# Kid bottles and nipples



## Violetmoon (Nov 14, 2013)

What is the best nipples and bottles to use for bottle feeding newborn kids? I have used lamb nipples stretched over pop bottles years ago and wondered if they have come up with something better?


----------



## MsScamp (Feb 1, 2010)

Try the Pritchard nipples. I have found they work much better than the black lamb nipples or even human baby nipples. They simply screw onto an empty soda bottle.


----------



## liz (Oct 5, 2007)

When needed, I use the Pritchard teats, you just snip off a little at the tip to control the size of the hole in it and they seem to work better when screwed onto Pepsi product bottles... and be sure to remove the plastic ring from the neck of the bottle to ensure a tight fit


----------



## Violetmoon (Nov 14, 2013)

Thanx so much


----------



## nancy d (Oct 5, 2007)

liz said:


> When needed, I use the Pritchard teats, you just snip off a little at the tip to control the size of the hole in it and they seem to work better when screwed onto Pepsi product bottles... and be sure to remove the plastic ring from the neck of the bottle to ensure a tight fit


 No one ever told me about the plastic ring OR the right bottle to use.
Not enough info leads one to assume that Pritchard just does not work.:hammer:


----------



## pwesthuis (Aug 7, 2015)

I used a pritchard nipple but my kid chewed a hole in it.
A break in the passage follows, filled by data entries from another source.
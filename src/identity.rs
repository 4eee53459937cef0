//! Proxy identity.

use std::fmt;
use std::sync::Arc;

use axum::http::{HeaderValue, Version};

use crate::config::IdentityConfig;

/// The proxy's self-reported name.
///
/// Cloning is cheap; the name is shared.
#[derive(Debug, Clone, PartialEq, Eq)]
pub struct ProxyIdentity {
    name: Arc<str>,
}

impl ProxyIdentity {
    pub fn new(name: impl Into<Arc<str>>) -> Self {
        Self { name: name.into() }
    }

    pub fn name(&self) -> &str {
        &self.name
    }

    /// `Via` entry for a message received with the given protocol version,
    /// e.g. `1.1 forward-proxy`.
    pub fn via_token(&self, version: Version) -> Option<HeaderValue> {
        let protocol = match version {
            Version::HTTP_09 => "0.9",
            Version::HTTP_10 => "1.0",
            Version::HTTP_2 => "2",
            Version::HTTP_3 => "3",
            _ => "1.1",
        };
        HeaderValue::from_str(&format!("{} {}", protocol, self.name)).ok()
    }
}

impl From<&IdentityConfig> for ProxyIdentity {
    fn from(config: &IdentityConfig) -> Self {
        Self::new(config.name.trim())
    }
}

impl Default for ProxyIdentity {
    fn default() -> Self {
        Self::from(&IdentityConfig::default())
    }
}

impl fmt::Display for ProxyIdentity {
    fn fmt(&self, f: &mut fmt::Formatter<'_>) -> fmt::Result {
        f.write_str(&self.name)
    }
}
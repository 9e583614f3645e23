//! Standardized API response bodies.

use serde::{Deserialize, Serialize};

/// `{"message": ...}` body used for every error and for delete confirmations.
#[derive(Debug, Clone, PartialEq, Eq, Serialize, Deserialize)]
pub struct MessageResponse {
    pub message: String,
}

impl MessageResponse {
    pub fn new(message: impl Into<String>) -> Self {
        Self {
            message: message.into(),
        }
    }

    pub fn not_acceptable(mediatype: &str) -> Self {
        Self::new(format!("Request must accept {} data", mediatype))
    }

    pub fn unsupported_media_type(mediatype: &str) -> Self {
        Self::new(format!("Request must contain {} data", mediatype))
    }

    pub fn post_deleted(id: i32) -> Self {
        Self::new(format!("{} has been deleted successfully", id))
    }
}
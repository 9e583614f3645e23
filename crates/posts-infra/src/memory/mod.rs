//! In-memory persistence - used when no database is configured.

mod post_store;

pub use post_store::{InMemoryPostStore, InMemoryUnitOfWork};
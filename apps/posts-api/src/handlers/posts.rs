//! Post resource handlers.
//!
//! Every handler opens one unit of work, commits it on success and lets it
//! roll back on drop when an error short-circuits via `?`.

use actix_web::{HttpRequest, HttpResponse, http::header, web};
use serde_json::Value;

use posts_core::DomainError;
use posts_core::domain::{Post, PostFilter};
use posts_core::validation::validate_post_payload;
use posts_shared::MessageResponse;
use posts_shared::dto::PostListQuery;

use crate::middleware::error::{AppError, AppResult};
use crate::state::AppState;

/// Route name of `GET /posts/{id}`, used to build `Location` headers.
pub const POST_ROUTE: &str = "post";

/// GET /posts
pub async fn list_posts(
    state: web::Data<AppState>,
    query: web::Query<PostListQuery>,
) -> AppResult<HttpResponse> {
    let query = query.into_inner();
    let filter = PostFilter::new(query.title_like, query.body_like);

    let mut uow = state.posts.begin().await?;
    let posts = uow.list(&filter).await?;
    uow.commit().await?;

    tracing::debug!(count = posts.len(), filtered = !filter.is_empty(), "Listed posts");
    Ok(HttpResponse::Ok().json(posts))
}

/// GET /posts/{id}
pub async fn get_post(
    state: web::Data<AppState>,
    path: web::Path<i32>,
) -> AppResult<HttpResponse> {
    let id = post_id(path)?;

    let mut uow = state.posts.begin().await?;
    let post = uow
        .find_by_id(id)
        .await?
        .ok_or_else(|| DomainError::post_not_found(id))?;
    uow.commit().await?;

    Ok(HttpResponse::Ok().json(post))
}

/// POST /posts
pub async fn create_post(
    req: HttpRequest,
    state: web::Data<AppState>,
    body: web::Bytes,
) -> AppResult<HttpResponse> {
    let draft = validate_post_payload(&parse_json(&body)?)?;

    let mut uow = state.posts.begin().await?;
    let post = uow.insert(draft).await?;
    uow.commit().await?;

    tracing::info!(post_id = post.id, "Created post");
    created(&req, post)
}

/// PUT /posts/{id} - replaces an existing post or creates one under `id`.
pub async fn upsert_post(
    req: HttpRequest,
    state: web::Data<AppState>,
    path: web::Path<i32>,
    body: web::Bytes,
) -> AppResult<HttpResponse> {
    let id = post_id(path)?;
    let draft = validate_post_payload(&parse_json(&body)?)?;

    let mut uow = state.posts.begin().await?;
    if uow.find_by_id(id).await?.is_some() {
        let post = uow.update(id, draft).await?;
        uow.commit().await?;

        tracing::info!(post_id = id, "Updated post");
        Ok(HttpResponse::Ok().json(post))
    } else {
        let post = uow.insert_with_id(id, draft).await?;
        uow.commit().await?;

        tracing::info!(post_id = id, "Created post with explicit id");
        created(&req, post)
    }
}

/// DELETE /posts/{id}
///
/// Deleting an id that does not exist still reports success.
pub async fn delete_post(
    state: web::Data<AppState>,
    path: web::Path<i32>,
) -> AppResult<HttpResponse> {
    let id = post_id(path)?;

    let mut uow = state.posts.begin().await?;
    let deleted = uow.delete(id).await?;
    uow.commit().await?;

    if deleted {
        tracing::info!(post_id = id, "Deleted post");
    } else {
        tracing::debug!(post_id = id, "Delete of missing post");
    }

    Ok(HttpResponse::Ok().json(MessageResponse::post_deleted(id)))
}

/// Fallback for unsupported methods on post routes.
pub async fn method_not_allowed() -> AppResult<HttpResponse> {
    Err(AppError::MethodNotAllowed)
}

/// Fallback for paths under the posts scope that name no route.
pub async fn route_not_found() -> AppResult<HttpResponse> {
    Err(AppError::NotFound("Resource not found".to_string()))
}

/// Post ids start at 1; zero and negative ids name no post.
fn post_id(path: web::Path<i32>) -> Result<i32, DomainError> {
    match path.into_inner() {
        id if id > 0 => Ok(id),
        id => Err(DomainError::post_not_found(id)),
    }
}

fn parse_json(body: &[u8]) -> AppResult<Value> {
    serde_json::from_slice(body)
        .map_err(|e| AppError::BadRequest(format!("Request body is not valid JSON: {}", e)))
}

/// 201 with a `Location` header pointing at the post.
fn created(req: &HttpRequest, post: Post) -> AppResult<HttpResponse> {
    let location = req
        .url_for(POST_ROUTE, [post.id.to_string()])
        .map_err(|e| AppError::Internal(format!("Failed to build post URL: {}", e)))?;

    Ok(HttpResponse::Created()
        .insert_header((header::LOCATION, location.as_str()))
        .json(post))
}
//! PostgreSQL persistence and connection management.

mod connections;

#[cfg(feature = "postgres")]
pub mod entity;
#[cfg(feature = "postgres")]
mod post_store;

pub use connections::DatabaseConfig;

#[cfg(feature = "postgres")]
pub use connections::connect;
#[cfg(feature = "postgres")]
pub use post_store::{PostgresPostStore, PostgresUnitOfWork};
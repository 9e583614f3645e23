//! Middleware modules.

pub mod error;
pub mod negotiation;

pub use negotiation::{APPLICATION_JSON, MediaTypeGate};
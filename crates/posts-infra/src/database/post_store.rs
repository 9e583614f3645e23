//! PostgreSQL post store.

use async_trait::async_trait;
use sea_orm::{
    ActiveModelTrait, ActiveValue, ColumnTrait, DatabaseTransaction, DbConn, DbErr, EntityTrait,
    QueryFilter, QueryOrder, Set, SqlErr, TransactionTrait,
};

use posts_core::domain::{Post, PostDraft, PostFilter};
use posts_core::error::RepoError;
use posts_core::ports::{PostStore, PostUnitOfWork};

use super::entity::post::{self, Entity as PostEntity};

/// Sequence values drawn per server-assigned insert before giving up.
///
/// Explicit-id inserts never touch the `posts.id` sequence, so a drawn value
/// can already be taken. Each retry draws the next one.
const MAX_ID_ATTEMPTS: usize = 16;

/// Post store over a SeaORM connection pool. One transaction per unit of work.
pub struct PostgresPostStore {
    db: DbConn,
}

impl PostgresPostStore {
    pub fn new(db: DbConn) -> Self {
        Self { db }
    }
}

#[async_trait]
impl PostStore for PostgresPostStore {
    async fn begin(&self) -> Result<Box<dyn PostUnitOfWork>, RepoError> {
        let txn = self
            .db
            .begin()
            .await
            .map_err(|e| RepoError::Connection(e.to_string()))?;

        Ok(Box::new(PostgresUnitOfWork { txn }))
    }

    fn backend(&self) -> &'static str {
        "postgres"
    }
}

/// A database transaction. Dropping it without commit rolls back.
pub struct PostgresUnitOfWork {
    txn: DatabaseTransaction,
}

fn query_err(e: DbErr) -> RepoError {
    RepoError::Query(e.to_string())
}

fn is_unique_violation(e: &DbErr) -> bool {
    if let Some(SqlErr::UniqueConstraintViolation(_)) = e.sql_err() {
        return true;
    }
    let err_str = e.to_string().to_lowercase();
    err_str.contains("duplicate") || err_str.contains("unique")
}

fn write_err(e: DbErr) -> RepoError {
    if is_unique_violation(&e) {
        RepoError::Constraint(e.to_string())
    } else {
        RepoError::Query(e.to_string())
    }
}

#[async_trait]
impl PostUnitOfWork for PostgresUnitOfWork {
    async fn list(&mut self, filter: &PostFilter) -> Result<Vec<Post>, RepoError> {
        let mut query = PostEntity::find();
        if let Some(title) = &filter.title_like {
            query = query.filter(post::Column::Title.contains(title.as_str()));
        }
        if let Some(body) = &filter.body_like {
            query = query.filter(post::Column::Body.contains(body.as_str()));
        }

        let rows = query
            .order_by_asc(post::Column::Id)
            .all(&self.txn)
            .await
            .map_err(query_err)?;

        Ok(rows.into_iter().map(Into::into).collect())
    }

    async fn find_by_id(&mut self, id: i32) -> Result<Option<Post>, RepoError> {
        let row = PostEntity::find_by_id(id)
            .one(&self.txn)
            .await
            .map_err(query_err)?;

        Ok(row.map(Into::into))
    }

    async fn insert(&mut self, draft: PostDraft) -> Result<Post, RepoError> {
        for attempt in 1..=MAX_ID_ATTEMPTS {
            // Savepoint, so a collision leaves the outer transaction usable
            let savepoint = self.txn.begin().await.map_err(query_err)?;
            match post::ActiveModel::from(draft.clone()).insert(&savepoint).await {
                Ok(model) => {
                    savepoint.commit().await.map_err(query_err)?;
                    return Ok(model.into());
                }
                Err(e) if is_unique_violation(&e) => {
                    savepoint.rollback().await.map_err(query_err)?;
                    tracing::debug!(attempt, "Drawn post id already taken, retrying");
                }
                Err(e) => return Err(write_err(e)),
            }
        }

        Err(RepoError::Constraint(format!(
            "no free post id after {} attempts",
            MAX_ID_ATTEMPTS
        )))
    }

    async fn insert_with_id(&mut self, id: i32, draft: PostDraft) -> Result<Post, RepoError> {
        let mut active = post::ActiveModel::from(draft);
        active.id = Set(id);
        let model = active.insert(&self.txn).await.map_err(write_err)?;

        tracing::debug!(post_id = id, "Inserted post with explicit id");
        Ok(model.into())
    }

    async fn update(&mut self, id: i32, draft: PostDraft) -> Result<Post, RepoError> {
        let active = post::ActiveModel {
            id: ActiveValue::Unchanged(id),
            title: Set(draft.title),
            body: Set(draft.body),
        };

        let model = active.update(&self.txn).await.map_err(|e| match e {
            DbErr::RecordNotUpdated => RepoError::NotFound,
            other => write_err(other),
        })?;

        Ok(model.into())
    }

    async fn delete(&mut self, id: i32) -> Result<bool, RepoError> {
        let result = PostEntity::delete_by_id(id)
            .exec(&self.txn)
            .await
            .map_err(query_err)?;

        Ok(result.rows_affected > 0)
    }

    async fn commit(self: Box<Self>) -> Result<(), RepoError> {
        let this = *self;
        this.txn.commit().await.map_err(query_err)
    }

    async fn rollback(self: Box<Self>) -> Result<(), RepoError> {
        let this = *self;
        this.txn.rollback().await.map_err(query_err)
    }
}
//! # Posts API Server
//!
//! The main entry point for the Actix-web HTTP server.

use actix_web::{App, HttpServer, web};
use tracing_actix_web::TracingLogger;

mod config;
mod handlers;
mod middleware;
mod state;
mod telemetry;

use config::AppConfig;
use state::AppState;
use telemetry::TelemetryConfig;

#[actix_web::main]
async fn main() -> std::io::Result<()> {
    // Load .env file if present
    dotenvy::dotenv().ok();

    telemetry::init_telemetry(&TelemetryConfig::from_env());

    let config = AppConfig::from_env();

    tracing::info!(
        "Starting Posts API Server on {}:{} (base path '{}')",
        config.host,
        config.port,
        config.base_path
    );

    let state = AppState::new(config.database.as_ref()).await;
    let base_path = config.base_path.clone();

    HttpServer::new(move || {
        App::new()
            .wrap(TracingLogger::default())
            .app_data(web::Data::new(state.clone()))
            .service(web::scope(&base_path).configure(handlers::configure_routes))
    })
    .bind((config.host.as_str(), config.port))?
    .run()
    .await
}
//! Domain-level error types.

use std::fmt::Display;

use thiserror::Error;

/// Domain errors - business logic failures.
#[derive(Debug, Error)]
pub enum DomainError {
    /// `id` is kept as the caller wrote it, so unparseable path segments report verbatim.
    #[error("Could not find post with id {id}")]
    NotFound { id: String },

    /// Write payload rejected by the post schema. Carries the violation text verbatim.
    #[error("{0}")]
    Validation(String),
}

impl DomainError {
    pub fn post_not_found(id: impl Display) -> Self {
        DomainError::NotFound { id: id.to_string() }
    }
}

/// Repository-level errors.
#[derive(Debug, Error)]
pub enum RepoError {
    #[error("Database connection failed: {0}")]
    Connection(String),

    #[error("Query execution failed: {0}")]
    Query(String),

    #[error("Entity not found")]
    NotFound,

    #[error("Constraint violation: {0}")]
    Constraint(String),
}
//! Domain entities - the core business objects.

mod post;

pub use post::{Post, PostDraft, PostFilter};
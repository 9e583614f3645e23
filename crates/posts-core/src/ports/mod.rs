//! Ports - trait definitions for external dependencies.
//! These are the "interfaces" that infrastructure must implement.

mod store;

pub use store::{PostStore, PostUnitOfWork};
Are there tougher nipples thanks ?


----------



## CrazyDogLady (Aug 9, 2014)

I prefer the gray lambar nipples from Caprine Supply. Sometimes they're a little big for a ND newborn, so I might use a Pritchard for 2 or 3 days for the tiniest babies, but I switch to the gray early on so I can get them on the bucket.


----------



## pwesthuis (Aug 7, 2015)

CrazyDogLady said:


> I prefer the gray lambar nipples from Caprine Supply. Sometimes they're a little big for a ND newborn, so I might use a Pritchard for 2 or 3 days for the tiniest babies, but I switch to the gray early on so I can get them on the bucket.


You get those from Caprine supply


----------